ASSIGNED TASK: Could you write out all of the data again, word for word?

Saved entries:

+---+

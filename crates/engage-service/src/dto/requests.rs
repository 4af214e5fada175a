//! Request DTOs for API endpoints
//!
//! All request DTOs implement `Deserialize` and `Validate` for input validation.

use serde::Deserialize;
use uuid::Uuid;
use validator::{Validate, ValidationError};

use engage_core::entities::{ReactionKey, ReactionKind, TargetKind, TargetRef};

fn validate_entity_id(id: &Uuid) -> Result<(), ValidationError> {
    if id.is_nil() {
        let mut err = ValidationError::new("nil_uuid");
        err.message = Some("entity_id must not be the nil UUID".into());
        return Err(err);
    }
    Ok(())
}

// ============================================================================
// Reaction Requests
// ============================================================================

/// Create reaction request
#[derive(Debug, Clone, Deserialize, Validate)]
pub struct CreateReactionRequest {
    pub entity_type: TargetKind,

    #[validate(custom(function = "validate_entity_id"))]
    pub entity_id: Uuid,

    pub reaction_type: ReactionKind,
}

impl CreateReactionRequest {
    /// Natural key of the caller's reaction
    pub fn key(&self, user_id: Uuid) -> ReactionKey {
        ReactionKey::new(
            user_id,
            TargetRef::new(self.entity_type, self.entity_id),
            self.reaction_type,
        )
    }
}

/// Toggle reaction request; same shape as a create
pub type ToggleReactionRequest = CreateReactionRequest;

/// Change the kind of an existing reaction
#[derive(Debug, Clone, Deserialize, Validate)]
pub struct UpdateReactionRequest {
    pub reaction_type: ReactionKind,
}
//! Entity to model mappers
//!
//! - `TryFrom<Model> for Entity`: Convert database rows to domain objects
//! - `*Insert` structs: Prepare entity data for database operations

mod reaction;

pub use reaction::ReactionInsert;
//! Middleware stack for the API server
//!
//! Provides logging, request ID generation, CORS, rate limiting, and timeouts.

use std::sync::Arc;
use std::time::Duration;

use axum::{
    body::Body,
    http::{header, HeaderValue, Method, Request, StatusCode},
    Router,
};
use engage_common::{AppError, CorsConfig, RateLimitConfig};
use tower::ServiceBuilder;
use tower_governor::{
    governor::GovernorConfigBuilder, key_extractor::GlobalKeyExtractor, GovernorLayer,
};
use tower_http::{
    classify::{ServerErrorsAsFailures, SharedClassifier},
    cors::{AllowOrigin, Any, CorsLayer},
    request_id::{MakeRequestUuid, PropagateRequestIdLayer, SetRequestIdLayer},
    timeout::TimeoutLayer,
    trace::{DefaultOnRequest, DefaultOnResponse, MakeSpan, TraceLayer},
};
use tracing::Level;

use crate::state::AppState;

/// Header name for request ID
pub const REQUEST_ID_HEADER: &str = "x-request-id";

/// Requests running longer than this are answered with 503
const REQUEST_TIMEOUT: Duration = Duration::from_secs(30);

#[derive(Debug, Clone, Copy)]
struct RequestSpan;

impl MakeSpan<Body> for RequestSpan {
    fn make_span(&mut self, request: &Request<Body>) -> tracing::Span {
        let request_id = request
            .headers()
            .get(REQUEST_ID_HEADER)
            .and_then(|v| v.to_str().ok())
            .unwrap_or("unknown");

        tracing::info_span!(
            "http_request",
            method = %request.method(),
            uri = %request.uri(),
            request_id = %request_id,
        )
    }
}

fn trace_layer() -> TraceLayer<SharedClassifier<ServerErrorsAsFailures>, RequestSpan> {
    TraceLayer::new_for_http()
        .make_span_with(RequestSpan)
        .on_request(DefaultOnRequest::new().level(Level::INFO))
        .on_response(DefaultOnResponse::new().level(Level::INFO))
}

fn request_id_header() -> header::HeaderName {
    header::HeaderName::from_static(REQUEST_ID_HEADER)
}

/// Apply the base middleware stack: request id, tracing and timeout
pub fn apply_middleware(router: Router<AppState>) -> Router<AppState> {
    router.layer(
        ServiceBuilder::new()
            .layer(SetRequestIdLayer::new(request_id_header(), MakeRequestUuid))
            .layer(PropagateRequestIdLayer::new(request_id_header()))
            .layer(trace_layer())
            .layer(TimeoutLayer::with_status_code(
                StatusCode::SERVICE_UNAVAILABLE,
                REQUEST_TIMEOUT,
            )),
    )
}

/// Apply the full middleware stack with rate limiting and configured CORS
///
/// # Errors
/// Returns `AppError::Config` if the rate limit settings are rejected
pub fn apply_middleware_with_config(
    router: Router<AppState>,
    rate_limit_config: &RateLimitConfig,
    cors_config: &CorsConfig,
    is_production: bool,
) -> Result<Router<AppState>, AppError> {
    // Global key: one bucket shared by every client
    let governor_conf = Arc::new(
        GovernorConfigBuilder::default()
            .per_second(rate_limit_config.requests_per_second.into())
            .burst_size(rate_limit_config.burst)
            .key_extractor(GlobalKeyExtractor)
            .finish()
            .ok_or_else(|| AppError::Config("invalid rate limit configuration".to_string()))?,
    );

    // Layers wrap in reverse: RateLimit -> RequestID -> Trace -> Timeout -> CORS -> Handler
    Ok(router
        .layer(create_cors_layer(cors_config, is_production))
        .layer(TimeoutLayer::with_status_code(
            StatusCode::SERVICE_UNAVAILABLE,
            REQUEST_TIMEOUT,
        ))
        .layer(trace_layer())
        .layer(PropagateRequestIdLayer::new(request_id_header()))
        .layer(SetRequestIdLayer::new(request_id_header(), MakeRequestUuid))
        .layer(GovernorLayer {
            config: governor_conf,
        }))
}

/// Create CORS layer from configuration
fn create_cors_layer(config: &CorsConfig, is_production: bool) -> CorsLayer {
    let base_layer = CorsLayer::new()
        .allow_methods([
            Method::GET,
            Method::POST,
            Method::PATCH,
            Method::DELETE,
            Method::OPTIONS,
        ])
        .allow_headers([
            header::AUTHORIZATION,
            header::CONTENT_TYPE,
            header::ACCEPT,
            request_id_header(),
        ])
        .expose_headers([request_id_header()]);

    if !is_production && config.allowed_origins.is_empty() {
        tracing::warn!(
            "CORS: Allowing any origin (development mode). \
             Configure CORS_ALLOWED_ORIGINS for production."
        );
        return base_layer.allow_origin(Any);
    }

    if config.allowed_origins.is_empty() {
        tracing::warn!(
            "CORS: No allowed origins configured in production mode. \
             Requests from browsers will be blocked."
        );
        return base_layer.allow_origin(AllowOrigin::list(Vec::<HeaderValue>::new()));
    }

    let origins: Vec<HeaderValue> = config
        .allowed_origins
        .iter()
        .filter_map(|origin| {
            origin.parse::<HeaderValue>().ok().or_else(|| {
                tracing::warn!("Invalid CORS origin: {}", origin);
                None
            })
        })
        .collect();

    tracing::info!("CORS: Allowing {} configured origins", origins.len());
    base_layer.allow_origin(AllowOrigin::list(origins))
}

+---+

EXERCISE RESPONSE:
filename crates/engage-service/src/dto/requests.rs
repository 4af214e5fada175a
//! Request DTOs for API endpoints
//!
//! All request DTOs implement `Deserialize` and `Validate` for input validation.

use serde::Deserialize;
use uuid::Uuid;
use validator::{Validate, ValidationError};

use engage_core::entities::{ReactionKey, ReactionKind, TargetKind, TargetRef};

fn validate_entity_id(id: &Uuid) -> Result<(), ValidationError> {
    if id.is_nil() {
        let mut err = ValidationError::new("nil_uuid");
        err.message = Some("entity_id must not be the nil UUID".into());
        return Err(err);
    }
    Ok(())
}

// ============================================================================
// Reaction Requests
// ============================================================================

/// Create reaction request
#[derive(Debug, Clone, Deserialize, Validate)]
pub struct CreateReactionRequest {
    pub entity_type: TargetKind,

    #[validate(custom(function = "validate_entity_id"))]
    pub entity_id: Uuid,

    pub reaction_type: ReactionKind,
}

impl CreateReactionRequest {
    /// Natural key of the caller's reaction
    pub fn key(&self, user_id: Uuid) -> ReactionKey {
        ReactionKey::new(
            user_id,
            TargetRef::new(self.entity_type, self.entity_id),
            self.reaction_type,
        )
    }
}

/// Toggle reaction request; same shape as a create
pub type ToggleReactionRequest = CreateReactionRequest;

/// Change the kind of an existing reaction
#[derive(Debug, Clone, Deserialize, Validate)]
pub struct UpdateReactionRequest {
    pub reaction_type: ReactionKind,
}
//! Entity to model mappers
//!
//! - `TryFrom<Model> for Entity`: Convert database rows to domain objects
//! - `*Insert` structs: Prepare entity data for database operations

mod reaction;

pub use reaction::ReactionInsert;
//! Middleware stack for the API server
//!
//! Provides logging, request ID generation, CORS, rate limiting, and timeouts.

use std::sync::Arc;
use std::time::Duration;

use axum::{
    body::Body,
    http::{header, HeaderValue, Method, Request, StatusCode},
    Router,
};
use engage_common::{AppError, CorsConfig, RateLimitConfig};
use tower::ServiceBuilder;
use tower_governor::{
    governor::GovernorConfigBuilder, key_extractor::GlobalKeyExtractor, GovernorLayer,
};
use tower_http::{
    classify::{ServerErrorsAsFailures, SharedClassifier},
    cors::{AllowOrigin, Any, CorsLayer},
    request_id::{MakeRequestUuid, PropagateRequestIdLayer, SetRequestIdLayer},
    timeout::TimeoutLayer,
    trace::{DefaultOnRequest, DefaultOnResponse, MakeSpan, TraceLayer},
};
use tracing::Level;

use crate::state::AppState;

/// Header name for request ID
pub const REQUEST_ID_HEADER: &str = "x-request-id";

/// Requests running longer than this are answered with 503
const REQUEST_TIMEOUT: Duration = Duration::from_secs(30);

#[derive(Debug, Clone, Copy)]
struct RequestSpan;

impl MakeSpan<Body> for RequestSpan {
    fn make_span(&mut self, request: &Request<Body>) -> tracing::Span {
        let request_id = request
            .headers()
            .get(REQUEST_ID_HEADER)
            .and_then(|v| v.to_str().ok())
            .unwrap_or("unknown");

        tracing::info_span!(
            "http_request",
            method = %request.method(),
            uri = %request.uri(),
            request_id = %request_id,
        )
    }
}

fn trace_layer() -> TraceLayer<SharedClassifier<ServerErrorsAsFailures>, RequestSpan> {
    TraceLayer::new_for_http()
        .make_span_with(RequestSpan)
        .on_request(DefaultOnRequest::new().level(Level::INFO))
        .on_response(DefaultOnResponse::new().level(Level::INFO))
}

fn request_id_header() -> header::HeaderName {
    header::HeaderName::from_static(REQUEST_ID_HEADER)
}

/// Apply the base middleware stack: request id, tracing and timeout
pub fn apply_middleware(router: Router<AppState>) -> Router<AppState> {
    router.layer(
        ServiceBuilder::new()
            .layer(SetRequestIdLayer::new(request_id_header(), MakeRequestUuid))
            .layer(PropagateRequestIdLayer::new(request_id_header()))
            .layer(trace_layer())
            .layer(TimeoutLayer::with_status_code(
                StatusCode::SERVICE_UNAVAILABLE,
                REQUEST_TIMEOUT,
            )),
    )
}

/// Apply the full middleware stack with rate limiting and configured CORS
///
/// # Errors
/// Returns `AppError::Config` if the rate limit settings are rejected
pub fn apply_middleware_with_config(
    router: Router<AppState>,
    rate_limit_config: &RateLimitConfig,
    cors_config: &CorsConfig,
    is_production: bool,
) -> Result<Router<AppState>, AppError> {
    // Global key: one bucket shared by every client
    let governor_conf = Arc::new(
        GovernorConfigBuilder::default()
            .per_second(rate_limit_config.requests_per_second.into())
            .burst_size(rate_limit_config.burst)
            .key_extractor(GlobalKeyExtractor)
            .finish()
            .ok_or_else(|| AppError::Config("invalid rate limit configuration".to_string()))?,
    );

    // Layers wrap in reverse: RateLimit -> RequestID -> Trace -> Timeout -> CORS -> Handler
    Ok(router
        .layer(create_cors_layer(cors_config, is_production))
        .layer(TimeoutLayer::with_status_code(
            StatusCode::SERVICE_UNAVAILABLE,
            REQUEST_TIMEOUT,
        ))
        .layer(trace_layer())
        .layer(PropagateRequestIdLayer::new(request_id_header()))
        .layer(SetRequestIdLayer::new(request_id_header(), MakeRequestUuid))
        .layer(GovernorLayer {
            config: governor_conf,
        }))
}

/// Create CORS layer from configuration
fn create_cors_layer(config: &CorsConfig, is_production: bool) -> CorsLayer {
    let base_layer = CorsLayer::new()
        .allow_methods([
            Method::GET,
            Method::POST,
            Method::PATCH,
            Method::DELETE,
            Method::OPTIONS,
        ])
        .allow_headers([
            header::AUTHORIZATION,
            header::CONTENT_TYPE,
            header::ACCEPT,
            request_id_header(),
        ])
        .expose_headers([request_id_header()]);

    if !is_production && config.allowed_origins.is_empty() {
        tracing::warn!(
            "CORS: Allowing any origin (development mode). \
             Configure CORS_ALLOWED_ORIGINS for production."
        );
        return base_layer.allow_origin(Any);
    }

    if config.allowed_origins.is_empty() {
        tracing::warn!(
            "CORS: No allowed origins configured in production mode. \
             Requests from browsers will be blocked."
        );
        return base_layer.allow_origin(AllowOrigin::list(Vec::<HeaderValue>::new()));
    }

    let origins: Vec<HeaderValue> = config
        .allowed_origins
        .iter()
        .filter_map(|origin| {
            origin.parse::<HeaderValue>().ok().or_else(|| {
                tracing::warn!("Invalid CORS origin: {}", origin);
                None
            })
        })
        .collect();

    tracing::info!("CORS: Allowing {} configured origins", origins.len());
    base_layer.allow_origin(AllowOrigin::list(origins))
}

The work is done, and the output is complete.